Exercise instructions — What lines in the records below include the word "GeneratorNewer"? Return each one.

Supplied records —
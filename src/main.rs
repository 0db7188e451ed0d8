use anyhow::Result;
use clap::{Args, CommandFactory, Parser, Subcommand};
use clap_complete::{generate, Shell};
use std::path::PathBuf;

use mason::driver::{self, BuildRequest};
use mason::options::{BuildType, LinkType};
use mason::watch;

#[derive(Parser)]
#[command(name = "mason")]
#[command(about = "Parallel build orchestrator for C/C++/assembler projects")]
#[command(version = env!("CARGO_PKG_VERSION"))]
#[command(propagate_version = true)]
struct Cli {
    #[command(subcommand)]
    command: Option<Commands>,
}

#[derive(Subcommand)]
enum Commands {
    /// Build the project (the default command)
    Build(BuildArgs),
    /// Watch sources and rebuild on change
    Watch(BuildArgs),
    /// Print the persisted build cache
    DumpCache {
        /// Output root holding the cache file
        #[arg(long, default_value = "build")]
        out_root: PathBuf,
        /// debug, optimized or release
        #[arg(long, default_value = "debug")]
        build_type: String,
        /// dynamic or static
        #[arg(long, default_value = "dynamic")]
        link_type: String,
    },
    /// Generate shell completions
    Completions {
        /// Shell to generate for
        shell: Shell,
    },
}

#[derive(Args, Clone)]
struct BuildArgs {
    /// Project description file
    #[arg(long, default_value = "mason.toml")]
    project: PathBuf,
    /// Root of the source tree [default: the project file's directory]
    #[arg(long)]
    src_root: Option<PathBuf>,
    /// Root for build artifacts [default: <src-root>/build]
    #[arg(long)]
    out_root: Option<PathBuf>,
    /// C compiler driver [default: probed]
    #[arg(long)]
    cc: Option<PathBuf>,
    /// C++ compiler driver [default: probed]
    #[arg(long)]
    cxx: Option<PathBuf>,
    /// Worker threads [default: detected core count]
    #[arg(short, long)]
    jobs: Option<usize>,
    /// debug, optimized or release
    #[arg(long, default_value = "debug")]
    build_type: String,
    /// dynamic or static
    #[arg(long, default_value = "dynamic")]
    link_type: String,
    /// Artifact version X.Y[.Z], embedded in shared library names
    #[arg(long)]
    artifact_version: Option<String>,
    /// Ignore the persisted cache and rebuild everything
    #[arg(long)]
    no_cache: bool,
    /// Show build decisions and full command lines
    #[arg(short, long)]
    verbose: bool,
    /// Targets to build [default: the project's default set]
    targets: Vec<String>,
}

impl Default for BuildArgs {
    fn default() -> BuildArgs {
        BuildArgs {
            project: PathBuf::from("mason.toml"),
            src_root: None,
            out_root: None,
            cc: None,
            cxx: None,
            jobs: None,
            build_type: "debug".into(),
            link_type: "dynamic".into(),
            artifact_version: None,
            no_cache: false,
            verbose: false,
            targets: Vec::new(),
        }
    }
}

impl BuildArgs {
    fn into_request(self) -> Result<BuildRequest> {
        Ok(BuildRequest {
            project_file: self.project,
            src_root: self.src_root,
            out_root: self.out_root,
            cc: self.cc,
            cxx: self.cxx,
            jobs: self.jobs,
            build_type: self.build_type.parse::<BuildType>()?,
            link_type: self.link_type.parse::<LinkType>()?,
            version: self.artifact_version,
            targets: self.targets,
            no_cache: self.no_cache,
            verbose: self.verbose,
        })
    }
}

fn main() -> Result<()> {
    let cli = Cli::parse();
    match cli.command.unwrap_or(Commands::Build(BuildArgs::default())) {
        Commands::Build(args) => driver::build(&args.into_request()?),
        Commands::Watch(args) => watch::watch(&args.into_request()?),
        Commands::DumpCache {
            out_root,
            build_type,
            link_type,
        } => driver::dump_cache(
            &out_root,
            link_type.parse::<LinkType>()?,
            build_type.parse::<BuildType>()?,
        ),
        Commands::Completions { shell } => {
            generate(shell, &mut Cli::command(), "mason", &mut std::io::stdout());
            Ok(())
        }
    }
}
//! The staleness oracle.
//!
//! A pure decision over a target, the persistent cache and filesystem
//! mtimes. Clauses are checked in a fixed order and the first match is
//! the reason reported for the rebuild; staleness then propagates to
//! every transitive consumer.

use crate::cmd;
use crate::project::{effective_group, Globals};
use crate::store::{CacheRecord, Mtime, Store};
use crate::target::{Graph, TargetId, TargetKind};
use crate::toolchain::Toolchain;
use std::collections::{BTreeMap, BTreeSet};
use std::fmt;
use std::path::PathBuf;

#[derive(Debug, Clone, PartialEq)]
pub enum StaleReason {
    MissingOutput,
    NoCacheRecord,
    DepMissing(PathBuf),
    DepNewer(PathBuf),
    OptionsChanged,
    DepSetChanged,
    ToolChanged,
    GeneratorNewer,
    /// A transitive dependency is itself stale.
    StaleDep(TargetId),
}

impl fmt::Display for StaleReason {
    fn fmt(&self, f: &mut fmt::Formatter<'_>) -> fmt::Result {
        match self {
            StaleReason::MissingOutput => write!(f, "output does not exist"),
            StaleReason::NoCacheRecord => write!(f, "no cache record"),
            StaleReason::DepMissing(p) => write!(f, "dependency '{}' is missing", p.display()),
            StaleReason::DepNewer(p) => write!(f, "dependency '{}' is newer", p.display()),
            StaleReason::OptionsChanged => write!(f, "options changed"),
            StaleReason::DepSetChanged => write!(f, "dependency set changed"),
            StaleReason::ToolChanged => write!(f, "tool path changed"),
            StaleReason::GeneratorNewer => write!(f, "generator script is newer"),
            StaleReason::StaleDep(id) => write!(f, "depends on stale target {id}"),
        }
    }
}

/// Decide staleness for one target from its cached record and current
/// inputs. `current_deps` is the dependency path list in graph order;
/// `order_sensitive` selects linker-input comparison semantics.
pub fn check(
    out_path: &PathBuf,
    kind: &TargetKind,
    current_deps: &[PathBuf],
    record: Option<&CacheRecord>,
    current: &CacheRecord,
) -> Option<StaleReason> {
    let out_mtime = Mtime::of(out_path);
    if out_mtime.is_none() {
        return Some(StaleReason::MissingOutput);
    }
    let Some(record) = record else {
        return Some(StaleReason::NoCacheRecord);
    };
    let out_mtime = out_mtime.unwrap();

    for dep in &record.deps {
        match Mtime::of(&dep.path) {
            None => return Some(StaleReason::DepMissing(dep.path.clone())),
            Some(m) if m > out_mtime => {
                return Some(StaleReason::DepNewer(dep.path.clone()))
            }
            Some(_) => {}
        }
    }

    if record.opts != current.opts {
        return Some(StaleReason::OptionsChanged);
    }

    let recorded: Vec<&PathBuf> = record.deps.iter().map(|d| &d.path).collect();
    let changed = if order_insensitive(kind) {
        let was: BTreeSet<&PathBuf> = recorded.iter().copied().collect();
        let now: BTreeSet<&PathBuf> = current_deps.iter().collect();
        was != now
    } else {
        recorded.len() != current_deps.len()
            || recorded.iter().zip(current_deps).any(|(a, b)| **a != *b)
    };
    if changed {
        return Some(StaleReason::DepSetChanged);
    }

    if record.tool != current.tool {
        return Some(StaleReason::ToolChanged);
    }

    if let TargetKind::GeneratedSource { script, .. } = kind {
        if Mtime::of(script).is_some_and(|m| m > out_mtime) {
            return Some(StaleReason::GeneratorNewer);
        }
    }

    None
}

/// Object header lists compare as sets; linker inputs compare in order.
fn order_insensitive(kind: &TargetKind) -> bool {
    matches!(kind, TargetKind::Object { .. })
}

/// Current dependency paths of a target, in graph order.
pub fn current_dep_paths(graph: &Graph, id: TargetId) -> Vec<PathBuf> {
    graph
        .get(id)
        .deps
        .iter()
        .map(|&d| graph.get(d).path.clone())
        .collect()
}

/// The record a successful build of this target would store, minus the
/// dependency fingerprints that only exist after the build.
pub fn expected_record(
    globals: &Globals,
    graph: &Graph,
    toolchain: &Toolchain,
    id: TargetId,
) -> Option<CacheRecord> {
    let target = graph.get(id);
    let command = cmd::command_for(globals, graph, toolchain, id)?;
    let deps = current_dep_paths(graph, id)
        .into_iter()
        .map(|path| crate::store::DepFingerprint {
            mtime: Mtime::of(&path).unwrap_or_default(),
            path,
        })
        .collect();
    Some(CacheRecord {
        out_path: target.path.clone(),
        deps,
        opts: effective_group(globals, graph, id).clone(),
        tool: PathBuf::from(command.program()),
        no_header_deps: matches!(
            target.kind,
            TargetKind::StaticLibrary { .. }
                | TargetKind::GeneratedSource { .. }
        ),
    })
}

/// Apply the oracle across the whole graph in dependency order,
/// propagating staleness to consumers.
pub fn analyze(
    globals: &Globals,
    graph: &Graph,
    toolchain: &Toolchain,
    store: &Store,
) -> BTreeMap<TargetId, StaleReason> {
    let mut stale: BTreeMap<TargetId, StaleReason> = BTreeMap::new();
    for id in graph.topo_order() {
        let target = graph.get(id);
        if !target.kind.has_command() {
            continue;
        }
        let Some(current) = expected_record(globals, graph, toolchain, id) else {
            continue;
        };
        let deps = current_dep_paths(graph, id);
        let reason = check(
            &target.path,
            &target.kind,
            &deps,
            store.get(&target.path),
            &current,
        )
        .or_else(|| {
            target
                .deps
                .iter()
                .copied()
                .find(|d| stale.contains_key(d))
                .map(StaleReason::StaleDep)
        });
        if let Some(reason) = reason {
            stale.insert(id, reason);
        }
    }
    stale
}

The completed task —
    GeneratorNewer,
            StaleReason::GeneratorNewer => write!(f, "generator script is newer"),
            return Some(StaleReason::GeneratorNewer);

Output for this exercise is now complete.